WHAT IS NEEDED
Every line holding the word "OwnedFd" should be copied from the material.

INFORMATION SUPPLIED
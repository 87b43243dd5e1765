//! Detaching the manager from the invoking terminal.
//!
//! ```text
//! invoker      reads the ready pipe, exits 0 once the manager reports in
//!  \_ session  setsid(), exits right away
//!      \_ manager  writes its PID to the ready pipe from `Manager::join`
//! ```

use std::io::{Read, Write};
use std::os::unix::io::OwnedFd;
use std::path::Path;

use nix::fcntl::{OFlag, open};
use nix::sys::stat::Mode;
use nix::unistd::{ForkResult, Pid, dup2_stderr, dup2_stdin, dup2_stdout, setsid};

use crate::error::Result;
use crate::worker::ipc::PipeFd;
use crate::worker::spawn::{exit_immediately, fork_process};

/// Set in the environment of a re-executed manager, which is already detached.
pub const REEXEC_ENV: &str = "JOBHERD_REEXEC";

/// Whether this process image was started by a manager re-executing itself.
pub fn is_reexec() -> bool {
    std::env::var_os(REEXEC_ENV).is_some()
}

/// The manager's end of the readiness handoff to the invoking process.
#[derive(Debug)]
pub struct ReadyNotifier {
    tx: PipeFd,
}

impl ReadyNotifier {
    /// Report the manager as running; the invoker exits 0.
    pub fn notify(mut self, pid: Pid) -> std::io::Result<()> {
        writeln!(self.tx, "{}", pid)
    }
}

/// Detach into the background.
///
/// Returns only in the final manager process. The invoking process blocks
/// until the manager calls [`ReadyNotifier::notify`] and exits 0, or exits 1
/// if the manager dies first. Must be called before any thread is spawned.
pub fn daemonize() -> Result<ReadyNotifier> {
    let (mut rx, tx) = PipeFd::pair()?;

    // Safety: called before the process starts any threads.
    match unsafe { fork_process() }? {
        ForkResult::Parent { .. } => {
            drop(tx);
            let mut reply = String::new();
            let _ = rx.read_to_string(&mut reply);
            let manager_pid: i32 = reply.trim().parse().unwrap_or(0);
            if manager_pid > 1 {
                exit_immediately(0);
            }
            eprintln!("master failed to start, check stderr log for details");
            exit_immediately(1);
        }
        ForkResult::Child => {}
    }

    drop(rx);
    setsid()?;
    // Safety: still single-threaded.
    if let ForkResult::Parent { .. } = unsafe { fork_process() }? {
        exit_immediately(0);
    }

    let null: OwnedFd = open("/dev/null", OFlag::O_RDONLY, Mode::empty())?;
    dup2_stdin(&null)?;
    Ok(ReadyNotifier { tx })
}

/// Point stdout and stderr at the given files, opened for appending.
///
/// Workers forked afterwards inherit the new descriptors.
pub fn redirect_io(stdout: Option<&Path>, stderr: Option<&Path>) -> Result<()> {
    if let Some(path) = stdout {
        dup2_stdout(&open_for_append(path)?)?;
    }
    if let Some(path) = stderr {
        dup2_stderr(&open_for_append(path)?)?;
    }
    Ok(())
}

fn open_for_append(path: &Path) -> Result<OwnedFd> {
    let flags = OFlag::O_WRONLY | OFlag::O_APPEND | OFlag::O_CREAT | OFlag::O_CLOEXEC;
    Ok(open(path, flags, Mode::from_bits_truncate(0o644))?)
}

RESPONSE TO THIS EXERCISE
use std::os::unix::io::OwnedFd;
    let null: OwnedFd = open("/dev/null", OFlag::O_RDONLY, Mode::empty())?;
fn open_for_append(path: &Path) -> Result<OwnedFd> {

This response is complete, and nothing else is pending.